> [Exercise objective] In the material below, find how many lines contain the string "match". Write only that number.

════════

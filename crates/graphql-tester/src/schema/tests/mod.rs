mod schema_builder_tests;
mod schema_tests;
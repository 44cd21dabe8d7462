use crate::ast;
use crate::operation::OperationKind;
use crate::operation::Variable;
use crate::operation::VariablesBinding;
use crate::schema::Schema;
use crate::validation::ArgumentValidator;
use crate::validation::SelectionValidator;
use crate::validation::ValidationError;
use crate::validation::ValidationResult;
use crate::validation::ValueCoercer;
use indexmap::IndexMap;
use std::collections::HashMap;

type Result<T> = std::result::Result<T, ValidationError>;

struct OperationParts<'ast> {
    directives: &'ast [ast::operation::Directive],
    kind: OperationKind,
    name: Option<&'ast str>,
    selection_set: &'ast ast::operation::SelectionSet,
    variable_defs: &'ast [ast::operation::VariableDefinition],
}

/// Validates a parsed document holding exactly one operation (plus any
/// fragments it uses) against a [`Schema`].
pub struct OperationValidator<'schema> {
    schema: &'schema Schema,
}
impl<'schema> OperationValidator<'schema> {
    pub fn new(schema: &'schema Schema) -> Self {
        Self {
            schema,
        }
    }

    pub fn validate(
        &self,
        document: &ast::operation::Document,
        variables: &VariablesBinding,
    ) -> ValidationResult {
        let (operation, fragments) = Self::split_definitions(document)?;
        log::debug!(
            "Validating {} `{}` with {} bound variable(s)",
            operation.kind,
            operation.name.unwrap_or("<anonymous>"),
            variables.len(),
        );

        let result = self.validate_operation(&operation, &fragments, variables);
        if let Err(err) = &result {
            log::debug!("Operation failed validation: {err}");
        }
        result
    }

    fn validate_operation(
        &self,
        operation: &OperationParts<'_>,
        fragments: &HashMap<&str, &ast::operation::FragmentDefinition>,
        variables: &VariablesBinding,
    ) -> Result<()> {
        let Some(root_type) = self.schema.root_type(&operation.kind) else {
            return Err(ValidationError::MissingRootOperationType {
                operation: operation.kind,
            });
        };

        let variable_defs = self.declared_variables(operation.variable_defs)?;
        let coercer = ValueCoercer::new(self.schema, &variable_defs, variables);
        let arg_validator = ArgumentValidator::new(coercer);
        arg_validator.validate_directives(operation.directives)?;

        let selection_validator = SelectionValidator::new(
            self.schema,
            fragments,
            arg_validator,
        );
        selection_validator.validate(operation.selection_set, root_type)
    }

    /// Declared variables must be uniquely named and typed with input types
    /// the schema defines. Declared-but-unused variables are allowed.
    fn declared_variables(
        &self,
        ast_var_defs: &[ast::operation::VariableDefinition],
    ) -> Result<IndexMap<String, Variable>> {
        let mut variable_defs = IndexMap::new();
        for ast_var_def in ast_var_defs {
            let variable = Variable::from_ast(ast_var_def);
            if variable_defs.contains_key(variable.name()) {
                return Err(ValidationError::DuplicateVariable {
                    variable_name: variable.name().to_string(),
                });
            }

            let type_name =
                variable.type_annotation()
                    .innermost_named_type_annotation()
                    .graphql_type_name();
            match self.schema.lookup(type_name) {
                None => return Err(ValidationError::UndefinedVariableType {
                    type_name: type_name.to_string(),
                    variable_name: variable.name().to_string(),
                }),
                Some(type_) if !type_.is_input_type() =>
                    return Err(ValidationError::NonInputVariableType {
                        type_name: type_name.to_string(),
                        variable_name: variable.name().to_string(),
                    }),
                Some(_) => (),
            }

            variable_defs.insert(variable.name().to_string(), variable);
        }
        Ok(variable_defs)
    }

    fn split_definitions(
        document: &ast::operation::Document,
    ) -> Result<(OperationParts<'_>, HashMap<&str, &ast::operation::FragmentDefinition>)> {
        use ast::operation::Definition;
        use ast::operation::OperationDefinition;

        let mut operations = vec![];
        let mut fragments = HashMap::new();
        for def in &document.definitions {
            match def {
                Definition::Fragment(fragment) => {
                    if fragments.insert(fragment.name.as_str(), fragment).is_some() {
                        return Err(ValidationError::DuplicateFragment {
                            fragment_name: fragment.name.to_string(),
                        });
                    }
                },
                Definition::Operation(op_def) => operations.push(op_def),
            }
        }

        let op_def = match operations.as_slice() {
            [] => return Err(ValidationError::NoOperation),
            [op_def] => *op_def,
            _ => return Err(ValidationError::MultipleOperations {
                count: operations.len(),
            }),
        };

        let kind = OperationKind::from(op_def);
        let operation = match op_def {
            OperationDefinition::Mutation(mutation) => OperationParts {
                directives: &mutation.directives,
                kind,
                name: mutation.name.as_deref(),
                selection_set: &mutation.selection_set,
                variable_defs: &mutation.variable_definitions,
            },
            OperationDefinition::Query(query) => OperationParts {
                directives: &query.directives,
                kind,
                name: query.name.as_deref(),
                selection_set: &query.selection_set,
                variable_defs: &query.variable_definitions,
            },
            OperationDefinition::SelectionSet(selection_set) => OperationParts {
                directives: &[],
                kind,
                name: None,
                selection_set,
                variable_defs: &[],
            },
            OperationDefinition::Subscription(subscription) => OperationParts {
                directives: &subscription.directives,
                kind,
                name: subscription.name.as_deref(),
                selection_set: &subscription.selection_set,
                variable_defs: &subscription.variable_definitions,
            },
        };

        Ok((operation, fragments))
    }
}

════════

> [Task response] 4